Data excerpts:
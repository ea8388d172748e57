//! Deterministic file-tag and slice-token derivation.
//!
//! Tags and tokens are prefixes of the base32 text of an HMAC keyed by the
//! mapping seed, so no file name or slice index ever appears on the wire.
//! Token lengths start at the shortest length that is unique within a file
//! and are promoted one file at a time, in canonical order, until every
//! `(file_tag, slice_token)` key in the publish set is unique.

#![forbid(unsafe_code)]

use std::collections::{HashMap, HashSet};

use securefmt::Debug;
use tracing::debug;

use crate::{
    config::Config,
    error::{Phase, StartupError, StartupReason},
    publish::PublishedFile,
    wire::{
        base32_encode, hmac_sha256, DIGEST_TEXT_CAPACITY, MAPPING_FILE_LABEL,
        MAPPING_SLICE_LABEL, MAX_DNS_NAME_WIRE_LENGTH,
    },
};

/// A published file together with its query labels.
#[derive(Debug, Clone, PartialEq, Eq)]
pub struct PublishItem {
    pub file_id: String,
    pub publish_version: String,
    pub plaintext_sha256: String,
    pub compressed_size: usize,
    #[sensitive]
    pub slices: Vec<Vec<u8>>,
    pub file_tag: String,
    pub slice_tokens: Vec<String>,
    pub slice_token_len: usize,
}

impl PublishItem {
    #[must_use]
    pub fn total_slices(&self) -> usize {
        self.slices.len()
    }
}

fn digest_prefix(digest: &[u8; 32], len: usize) -> String {
    let mut text = base32_encode(digest);
    text.truncate(len);
    text
}

/// `base32(HMAC(seed, "file:v1|" + publish_version))[:len]`
#[must_use]
pub fn derive_file_tag(seed: &str, publish_version: &str, len: usize) -> String {
    let digest = hmac_sha256(
        seed.as_bytes(),
        &[MAPPING_FILE_LABEL, publish_version.as_bytes()],
    );
    digest_prefix(&digest, len)
}

/// `base32(HMAC(seed, "slice:v1|" + publish_version + "|" + index))[:len]`
#[must_use]
pub fn derive_slice_token(seed: &str, publish_version: &str, slice_index: usize, len: usize) -> String {
    let index = slice_index.to_string();
    let digest = hmac_sha256(
        seed.as_bytes(),
        &[
            MAPPING_SLICE_LABEL,
            publish_version.as_bytes(),
            b"|".as_slice(),
            index.as_bytes(),
        ],
    );
    digest_prefix(&digest, len)
}

/// Tokens for every slice of a file at one token length.
#[must_use]
pub fn derive_slice_tokens(
    seed: &str,
    publish_version: &str,
    total_slices: usize,
    len: usize,
) -> Vec<String> {
    (0..total_slices)
        .map(|index| derive_slice_token(seed, publish_version, index, len))
        .collect()
}

/// Longest token that still lets `<token>.<tag>.<longest domain>` fit.
fn max_token_len(config: &Config, file_tag: &str) -> usize {
    let by_qname = MAX_DNS_NAME_WIRE_LENGTH
        .saturating_sub(config.longest_domain().wire_len())
        .saturating_sub(1 + file_tag.len())
        .saturating_sub(1);
    config
        .dns_max_label_len
        .min(DIGEST_TEXT_CAPACITY)
        .min(by_qname)
}

fn mapping_error(reason: StartupReason, message: impl Into<String>) -> StartupError {
    StartupError::new(Phase::Mapping, reason, message)
}

struct Candidate {
    file: PublishedFile,
    file_tag: String,
    tokens: Vec<String>,
    token_len: usize,
    max_len: usize,
}

/// Indices of every file owning a key that another file also owns.
fn colliding_files(candidates: &[Candidate]) -> HashSet<usize> {
    let mut owners: HashMap<(&str, &str), usize> = HashMap::new();
    let mut colliding = HashSet::new();
    for (index, candidate) in candidates.iter().enumerate() {
        for token in &candidate.tokens {
            match owners.get(&(candidate.file_tag.as_str(), token.as_str())) {
                Some(&owner) => {
                    colliding.insert(owner);
                    colliding.insert(index);
                }
                None => {
                    owners.insert((candidate.file_tag.as_str(), token.as_str()), index);
                }
            }
        }
    }
    colliding
}

/// Assigns a file tag and collision-free slice tokens to every file.
///
/// The output keeps the input order. Identical inputs always produce
/// identical tags, token lengths and tokens, or the identical error.
///
/// # Errors
/// Returns `mapping_capacity_exceeded` when no token fits the query name,
/// and `mapping_collision` when a collision cannot be resolved within the
/// token length limit.
pub fn apply_mapping(
    published: Vec<PublishedFile>,
    config: &Config,
) -> Result<Vec<PublishItem>, StartupError> {
    let seed = config.mapping_seed.as_str();
    let mut candidates = Vec::with_capacity(published.len());

    for file in published {
        let file_tag = derive_file_tag(seed, &file.publish_version, config.file_tag_len);
        if file_tag.is_empty() {
            return Err(mapping_error(
                StartupReason::MappingCapacityExceeded,
                format!("file_tag for {} is empty", file.file_id),
            ));
        }

        let max_len = max_token_len(config, &file_tag);
        if max_len == 0 {
            return Err(mapping_error(
                StartupReason::MappingCapacityExceeded,
                format!("query name limits leave no room for a slice token ({})", file.file_id),
            ));
        }

        let total = file.total_slices();
        let local = (1..=max_len).find_map(|len| {
            let tokens = derive_slice_tokens(seed, &file.publish_version, total, len);
            let unique = tokens.iter().collect::<HashSet<_>>().len() == total;
            unique.then_some((len, tokens))
        });
        let Some((token_len, tokens)) = local else {
            return Err(mapping_error(
                StartupReason::MappingCollision,
                format!("slice tokens of {} collide at every length up to {max_len}", file.file_id),
            ));
        };

        candidates.push(Candidate {
            file,
            file_tag,
            tokens,
            token_len,
            max_len,
        });
    }

    let mut canonical: Vec<usize> = (0..candidates.len()).collect();
    canonical.sort_by(|&a, &b| {
        let key = |c: &Candidate| {
            (
                c.file_tag.clone(),
                c.file.file_id.clone(),
                c.file.publish_version.clone(),
            )
        };
        key(&candidates[a]).cmp(&key(&candidates[b]))
    });

    loop {
        let colliding = colliding_files(&candidates);
        if colliding.is_empty() {
            break;
        }
        let Some(&promote) = canonical.iter().find(|index| colliding.contains(*index)) else {
            return Err(mapping_error(
                StartupReason::MappingCollision,
                "collision set could not be resolved deterministically",
            ));
        };

        let candidate = &mut candidates[promote];
        if candidate.token_len >= candidate.max_len {
            return Err(mapping_error(
                StartupReason::MappingCollision,
                format!(
                    "unresolved collision for {} (file_tag={}, slice_token_len={}, max={})",
                    candidate.file.file_id, candidate.file_tag, candidate.token_len, candidate.max_len
                ),
            ));
        }
        candidate.token_len += 1;
        candidate.tokens = derive_slice_tokens(
            seed,
            &candidate.file.publish_version,
            candidate.file.total_slices(),
            candidate.token_len,
        );
        debug!(
            phase = "mapping",
            file_id = candidate.file.file_id,
            slice_token_len = candidate.token_len,
            "promoted slice token length"
        );
    }

    Ok(candidates
        .into_iter()
        .map(|candidate| PublishItem {
            file_id: candidate.file.file_id,
            publish_version: candidate.file.publish_version,
            plaintext_sha256: candidate.file.plaintext_sha256,
            compressed_size: candidate.file.compressed_size,
            slices: candidate.file.slices,
            file_tag: candidate.file_tag,
            slice_tokens: candidate.tokens,
            slice_token_len: candidate.token_len,
        })
        .collect())
}

#[cfg(test)]
mod tests {
    use super::*;
    use crate::config::{tests::test_settings, Settings};

    fn published(publish_version: &str, total_slices: usize) -> PublishedFile {
        PublishedFile {
            file_id: crate::publish::derive_file_id(publish_version),
            publish_version: publish_version.to_string(),
            plaintext_sha256: sha256::digest(publish_version.as_bytes()),
            compressed_size: total_slices,
            slices: vec![vec![0]; total_slices],
        }
    }

    fn config_with(settings: Settings) -> Config {
        Config::from_settings(&settings).expect("Should build config")
    }

    #[test]
    fn test_derivations_are_deterministic() {
        let tag = derive_file_tag("0", "abc", 6);
        assert_eq!(tag, derive_file_tag("0", "abc", 6));
        assert_eq!(tag.len(), 6);
        assert!(crate::wire::is_token_text(&tag));
        assert_ne!(tag, derive_file_tag("1", "abc", 6));

        let token = derive_slice_token("0", "abc", 3, 52);
        assert_eq!(token.len(), 52);
        assert!(token.starts_with(&derive_slice_token("0", "abc", 3, 4)));
        assert_ne!(token, derive_slice_token("0", "abc", 4, 52));
    }

    #[test]
    fn test_tokens_unique_within_file() {
        let config = config_with(test_settings());
        let items = apply_mapping(vec![published("v1", 500)], &config).expect("Should map");
        let item = &items[0];

        let unique: HashSet<_> = item.slice_tokens.iter().collect();
        assert_eq!(unique.len(), 500);
        assert!(item.slice_tokens.iter().all(|t| t.len() == item.slice_token_len));
        // 500 tokens cannot be unique with a single base32 character
        assert!(item.slice_token_len >= 2);

        let shorter = derive_slice_tokens("0", "v1", 500, item.slice_token_len - 1);
        assert!(shorter.iter().collect::<HashSet<_>>().len() < 500);
    }

    #[test]
    fn test_mapping_keeps_input_order() {
        let config = config_with(test_settings());
        let items = apply_mapping(vec![published("v1", 3), published("v2", 3)], &config)
            .expect("Should map");
        assert_eq!(items[0].publish_version, "v1");
        assert_eq!(items[1].publish_version, "v2");
    }

    #[test]
    fn test_forced_tag_collision_yields_unique_keys() {
        // With 4-character tags, files sharing a tag force cross-file checks.
        let config = config_with(Settings {
            file_tag_len: 4,
            ..test_settings()
        });
        let versions: Vec<String> = (0..20_000).map(|i| format!("v{i}")).collect();
        let mut by_tag: HashMap<String, Vec<&String>> = HashMap::new();
        for version in &versions {
            by_tag
                .entry(derive_file_tag("0", version, 4))
                .or_default()
                .push(version);
        }
        let pair = by_tag
            .values()
            .find(|group| group.len() >= 2)
            .expect("20000 versions should share a 4-character tag");

        let files = vec![published(pair[0], 64), published(pair[1], 64)];
        let items = apply_mapping(files.clone(), &config).expect("Should map");
        let again = apply_mapping(files, &config).expect("Should map");
        assert_eq!(items, again);
        assert_eq!(items[0].file_tag, items[1].file_tag);

        let mut keys = HashSet::new();
        for item in &items {
            for token in &item.slice_tokens {
                assert!(keys.insert((item.file_tag.clone(), token.clone())));
            }
        }
    }

    /// Files with one publish_version share their tag and every token.
    fn sharing_version(file_id: &str, total_slices: usize) -> PublishedFile {
        PublishedFile {
            file_id: file_id.to_string(),
            ..published(&"b".repeat(64), total_slices)
        }
    }

    /// A domain this long leaves room for single-character tokens only.
    fn single_char_token_config() -> Config {
        let domain = format!(
            "{}.{}.{}.{}",
            "a".repeat(63),
            "b".repeat(63),
            "c".repeat(63),
            "d".repeat(54)
        );
        let config = config_with(Settings {
            domains: vec![domain],
            file_tag_len: 4,
            dns_max_label_len: 63,
            ..test_settings()
        });
        assert_eq!(max_token_len(&config, "abcd"), 1);
        config
    }

    #[test]
    fn test_collision_promotes_canonically_first_file() {
        let config = config_with(test_settings());
        let low = "0".repeat(16);
        let high = "f".repeat(16);

        // Input order is the reverse of canonical order.
        let files = vec![sharing_version(&high, 1), sharing_version(&low, 1)];
        let items = apply_mapping(files.clone(), &config).expect("Should map");

        assert_eq!(items[0].file_id, high);
        assert_eq!(items[0].slice_token_len, 1);
        assert_eq!(items[1].file_id, low);
        assert_eq!(items[1].slice_token_len, 2);
        assert_eq!(items[0].file_tag, items[1].file_tag);
        assert!(items[1].slice_tokens[0].starts_with(&items[0].slice_tokens[0]));

        assert_eq!(apply_mapping(files, &config).expect("Should map"), items);
    }

    #[test]
    fn test_cross_file_collision_beyond_limit_fails() {
        let config = single_char_token_config();
        let files = vec![
            sharing_version(&"f".repeat(16), 1),
            sharing_version(&"0".repeat(16), 1),
        ];

        let err = apply_mapping(files.clone(), &config).expect_err("Should fail");
        assert_eq!(err.phase, Phase::Mapping);
        assert_eq!(err.reason, StartupReason::MappingCollision);
        assert!(err.to_string().contains(&"0".repeat(16)));

        let again = apply_mapping(files, &config).expect_err("Should fail again");
        assert_eq!(again, err);
    }

    #[test]
    fn test_slice_count_boundary_at_token_limit() {
        let config = single_char_token_config();
        let seed = config.mapping_seed.as_str();

        // The first index whose one-character token repeats an earlier one.
        let mut seen = HashSet::new();
        let boundary = (0..)
            .find(|&index| !seen.insert(derive_slice_token(seed, "v1", index, 1)))
            .expect("33 tokens cannot be distinct in 32 characters");
        assert!(boundary <= 32);

        let items = apply_mapping(vec![published("v1", boundary)], &config)
            .expect("Should map at the boundary");
        assert_eq!(items[0].slice_token_len, 1);
        assert_eq!(items[0].total_slices(), boundary);

        let err = apply_mapping(vec![published("v1", boundary + 1)], &config)
            .expect_err("Should fail one slice past the boundary");
        assert_eq!(err.reason, StartupReason::MappingCollision);
    }

    #[test]
    fn test_unresolvable_collision_fails() {
        let config = single_char_token_config();

        // 33 slices cannot have unique single-character tokens.
        let err = apply_mapping(vec![published("v1", 33)], &config).expect_err("Should fail");
        assert_eq!(err.phase, Phase::Mapping);
        assert_eq!(err.reason, StartupReason::MappingCollision);
    }

    #[test]
    fn test_no_token_room_exceeds_capacity() {
        let domain = format!(
            "{}.{}.{}.{}",
            "a".repeat(63),
            "b".repeat(63),
            "c".repeat(63),
            "d".repeat(55)
        );
        let config = config_with(Settings {
            domains: vec![domain],
            file_tag_len: 4,
            ..test_settings()
        });
        let err = apply_mapping(vec![published("v1", 1)], &config).expect_err("Should fail");
        assert_eq!(err.reason, StartupReason::MappingCapacityExceeded);
    }
}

Task instructions:
Filter the entries above down to the lines that contain the word "again".

Solution:
        let again = apply_mapping(files, &config).expect("Should map");
        assert_eq!(items, again);
        let again = apply_mapping(files, &config).expect_err("Should fail again");
        assert_eq!(again, err);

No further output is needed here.